In 1974, yeast researcher Maudy Th. Smith observed a teleomorphic stage of the type strain of the original Kloeckera occidentalis yeast strain. As was custom at the time, teleomorphic forms of Kloeckera yeasts were identified as separate species in the Hanseniaspora genus, so it was designated as Hanseniaspora occidentalis. DNA Testing by S.A. Meyer in 1978 conclusively synonymized the anamorphic yeasts in the Kloeckera genus with their teleomorphic counterparts in the Hanseniaspora genus, and identified Kloeckera javanica as a synonym of Hanseniaspora occidentalis.

==Description==
Microscopic examination of the yeast cells in YM liquid medium after 48 hours at 25°C reveals cells that are 1.8 to 6.2 μm by 3 to 11 μm in size, apiculate, ovoid or sometimes spherical, appearing singly or in pairs. Reproduction is by budding, which occurs at both poles of the cell. In broth culture, sediment is present, and after one month a thin ring is formed.

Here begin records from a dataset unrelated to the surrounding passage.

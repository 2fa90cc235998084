//! Secure password hashing and verification using Argon2id.
//!
//! The hasher is deliberately slow. Its single tuning knob, the cost factor,
//! selects the Argon2 memory cost as `2^cost` KiB; iterations and parallelism
//! stay fixed at 2 and 1. Hashes are PHC strings that embed the algorithm,
//! parameters and salt, so verification never depends on the current cost.
//!
//! ```rust
//! use scribe_server::service::PasswordHasher;
//!
//! let hasher = PasswordHasher::new(8)?;
//! let hash = hasher.hash_password("correct horse")?;
//!
//! assert!(hasher.verify_password("correct horse", &hash));
//! assert!(!hasher.verify_password("battery staple", &hash));
//! # Ok::<(), scribe_server::Error>(())
//! ```

use std::fmt;
use std::ops::RangeInclusive;
use std::sync::Arc;
#[cfg(test)]
use std::sync::atomic::{AtomicUsize, Ordering};

use argon2::password_hash::{Error as ArgonError, SaltString};
use argon2::{
    Algorithm, Argon2, Params, PasswordHash, PasswordHasher as _, PasswordVerifier, Version,
};
use rand::rngs::OsRng;

use crate::{Error, Result};

/// Target identifier for password hashing service logging and error reporting.
const TRACING_TARGET: &str = "scribe_server::service::password_hasher";

/// Plaintext hashed once at construction; only ever verified against.
const DUMMY_PASSWORD: &str = "scribe-dummy-password";

/// Secure password hashing and verification service using Argon2id.
///
/// Cheap to clone; clones share the precomputed dummy hash.
#[derive(Clone)]
pub struct PasswordHasher {
    inner: Arc<PasswordHasherInner>,
}

struct PasswordHasherInner {
    argon2: Argon2<'static>,
    cost: u32,
    dummy_hash: String,
    #[cfg(test)]
    verifications: AtomicUsize,
}

impl PasswordHasher {
    /// Cost factor used when none is configured.
    pub const DEFAULT_COST: u32 = 14;
    /// Accepted cost factors.
    pub const COST_RANGE: RangeInclusive<u32> = 8..=20;

    /// Creates a new password hashing service with the given cost factor.
    ///
    /// # Errors
    ///
    /// Returns a configuration error if the cost lies outside [`Self::COST_RANGE`],
    /// or a hashing error if the dummy hash cannot be computed.
    pub fn new(cost: u32) -> Result<Self> {
        if !Self::COST_RANGE.contains(&cost) {
            return Err(Error::config(format!(
                "password hash cost must be between {} and {}, got {}",
                Self::COST_RANGE.start(),
                Self::COST_RANGE.end(),
                cost
            )));
        }

        let params = Params::new(1 << cost, 2, 1, None).map_err(|e| {
            tracing::error!(
                target: TRACING_TARGET,
                error = %e,
                cost,
                "failed to create Argon2 parameters"
            );

            Error::config("Invalid password hashing configuration")
        })?;

        let argon2 = Argon2::new(Algorithm::Argon2id, Version::V0x13, params);
        let dummy_hash = hash_with(&argon2, DUMMY_PASSWORD)?;

        tracing::debug!(
            target: TRACING_TARGET,
            cost,
            memory_kib = 1u32 << cost,
            "password hasher initialized"
        );

        let inner = PasswordHasherInner {
            argon2,
            cost,
            dummy_hash,
            #[cfg(test)]
            verifications: AtomicUsize::new(0),
        };

        Ok(Self {
            inner: Arc::new(inner),
        })
    }

    /// Returns the configured cost factor.
    #[inline]
    pub fn cost(&self) -> u32 {
        self.inner.cost
    }

    /// Hashes a password with a fresh random salt.
    ///
    /// Two calls with the same input produce different outputs.
    ///
    /// # Errors
    ///
    /// Returns a hashing error if salt generation or the digest fails.
    pub fn hash_password(&self, password: &str) -> Result<String> {
        hash_with(&self.inner.argon2, password)
    }

    /// Hashes a password, aborting the process on failure.
    ///
    /// Reserved for offline tooling such as the seeder, where there is no
    /// caller able to recover.
    pub fn hash_or_abort(&self, password: &str) -> String {
        match self.hash_password(password) {
            Ok(hash) => hash,
            Err(error) => {
                tracing::error!(
                    target: TRACING_TARGET,
                    error = %error,
                    "password hashing failed, aborting"
                );
                std::process::abort()
            }
        }
    }

    /// Verifies a password against a stored PHC hash string.
    ///
    /// Returns `false` on mismatch and on malformed hash strings; never errors.
    /// The comparison itself is constant-time.
    pub fn verify_password(&self, password: &str, stored_hash: &str) -> bool {
        let parsed_hash = match PasswordHash::new(stored_hash) {
            Ok(hash) => hash,
            Err(e) => {
                tracing::warn!(
                    target: TRACING_TARGET,
                    error = %e,
                    "stored password hash is malformed"
                );
                return false;
            }
        };

        #[cfg(test)]
        self.inner.verifications.fetch_add(1, Ordering::SeqCst);

        match self
            .inner
            .argon2
            .verify_password(password.as_bytes(), &parsed_hash)
        {
            Ok(()) => true,
            Err(ArgonError::Password) => false,
            Err(e) => {
                tracing::warn!(
                    target: TRACING_TARGET,
                    error = %e,
                    "password verification failed"
                );
                false
            }
        }
    }

    /// Number of Argon2 verifications run by this hasher and its clones.
    #[cfg(test)]
    pub(crate) fn verifications(&self) -> usize {
        self.inner.verifications.load(Ordering::SeqCst)
    }

    /// Runs a full verification against the precomputed dummy hash.
    ///
    /// Spends the same time as a real verification so that a missing account
    /// cannot be told apart from a wrong password by latency.
    pub fn verify_dummy_password(&self, password: &str) {
        let _ = self.verify_password(password, &self.inner.dummy_hash);
    }
}

impl fmt::Debug for PasswordHasher {
    fn fmt(&self, f: &mut fmt::Formatter<'_>) -> fmt::Result {
        f.debug_struct("PasswordHasher")
            .field("algorithm", &"argon2id")
            .field("cost", &self.inner.cost)
            .finish()
    }
}

fn hash_with(argon2: &Argon2<'_>, password: &str) -> Result<String> {
    let salt = SaltString::try_from_rng(&mut OsRng).map_err(|e| {
        tracing::error!(
            target: TRACING_TARGET,
            error = %e,
            "failed to generate cryptographically secure salt"
        );
        Error::hashing("Salt generation failed")
    })?;

    let password_hash = argon2
        .hash_password(password.as_bytes(), &salt)
        .map_err(|e| {
            tracing::error!(
                target: TRACING_TARGET,
                error = %e,
                "password hashing operation failed"
            );
            Error::hashing("Hash generation failed")
        })?;

    Ok(password_hash.to_string())
}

Colonies that are grown on malt agar for one month at 25°C appear white to cream-colored, glossy, and smooth. Growth is flat on the edges and slightly raised at the center. The yeast generally does not form pseudohyphae on potato agar, but some strains have been observed to form either poorly-developed or well-developed pseudohyphae. The yeast has been observed to form one or two sherical and smooth ascospores with an equatorial ledge when grown for at least one week on 5% Difco malt extract agar.

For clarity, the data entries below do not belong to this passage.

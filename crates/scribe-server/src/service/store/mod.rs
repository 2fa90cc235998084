//! Storage collaborators used by the account and post services.
//!
//! The services depend on these traits rather than on a database client so
//! that they can be exercised against [`MemoryStore`] in tests.

mod pg_store;
#[cfg(test)]
mod memory_store;

use async_trait::async_trait;
use scribe_postgres::model::{Account, NewAccount, NewPost, Post, UpdatePost};
use scribe_postgres::query::Pagination;
use uuid::Uuid;

#[cfg(test)]
pub(crate) use self::memory_store::MemoryStore;
pub use self::pg_store::PgStore;
use crate::Result;

/// Persistence operations for accounts.
#[async_trait]
pub trait AccountStore: Send + Sync {
    /// Persists a new account.
    ///
    /// Fails with `DuplicateAccount` when the username or email is taken.
    async fn create_account(&self, new_account: NewAccount) -> Result<Account>;

    /// Finds an active account by email address. Absence is `Ok(None)`.
    async fn find_account_by_email(&self, email: &str) -> Result<Option<Account>>;

    /// Lists active accounts, newest first.
    async fn list_accounts(&self, pagination: Pagination) -> Result<Vec<Account>>;

    /// Counts active accounts.
    async fn count_accounts(&self) -> Result<i64>;

    /// Removes every account. Returns the number removed.
    async fn purge_accounts(&self) -> Result<usize>;
}

/// Persistence operations for posts.
#[async_trait]
pub trait PostStore: Send + Sync {
    /// Persists a new post.
    async fn create_post(&self, new_post: NewPost) -> Result<Post>;

    /// Finds an active post by id.
    async fn find_post(&self, post_id: Uuid) -> Result<Option<Post>>;

    /// Lists active posts, newest first.
    async fn list_posts(&self, pagination: Pagination) -> Result<Vec<Post>>;

    /// Applies a changeset to an active post.
    async fn update_post(&self, post_id: Uuid, changes: UpdatePost) -> Result<Option<Post>>;

    /// Soft-deletes an active post.
    async fn delete_post(&self, post_id: Uuid) -> Result<Option<Post>>;
}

The yeast can ferment glucose and sucrose, but not galactose, maltose, lactose, raffinose or trehalose. The yeast can assimilate glucose, sucrose, cellobiose, and salicin. Assimilation of glycerol is variable. It has a positive growth rate at 30°C, but no growth at 37°C. It can not grow on agar media containing 0.1% cycloheximide and can not utilize 2-keto-d-gluconate as a sole source of carbon.

==Ecology==
The type species of the original Pseudosaccharomyces occidentalis strain was isolated from a soil sample in Saint Croix, and other samples have been isolated from soil in Java and Saint Thomas. It has also been collected from Drosophila species in Brazil. Samples of a variant of the species, proposed as var. citrica, have been collected from orange juice in Italy and rotten oranges in Argentina. It is also commonly found in vineyards and the fruit flies that populate vineyards.

A 2022 study found that Muscaris wine must aerobically inoculated with Hanseniaspora occidentalis for three days followed by the addition of commercial wine yeast resulted in an almost complete elimination of malic acid in the wine, and produced a three-fold increase in ethyl acetate.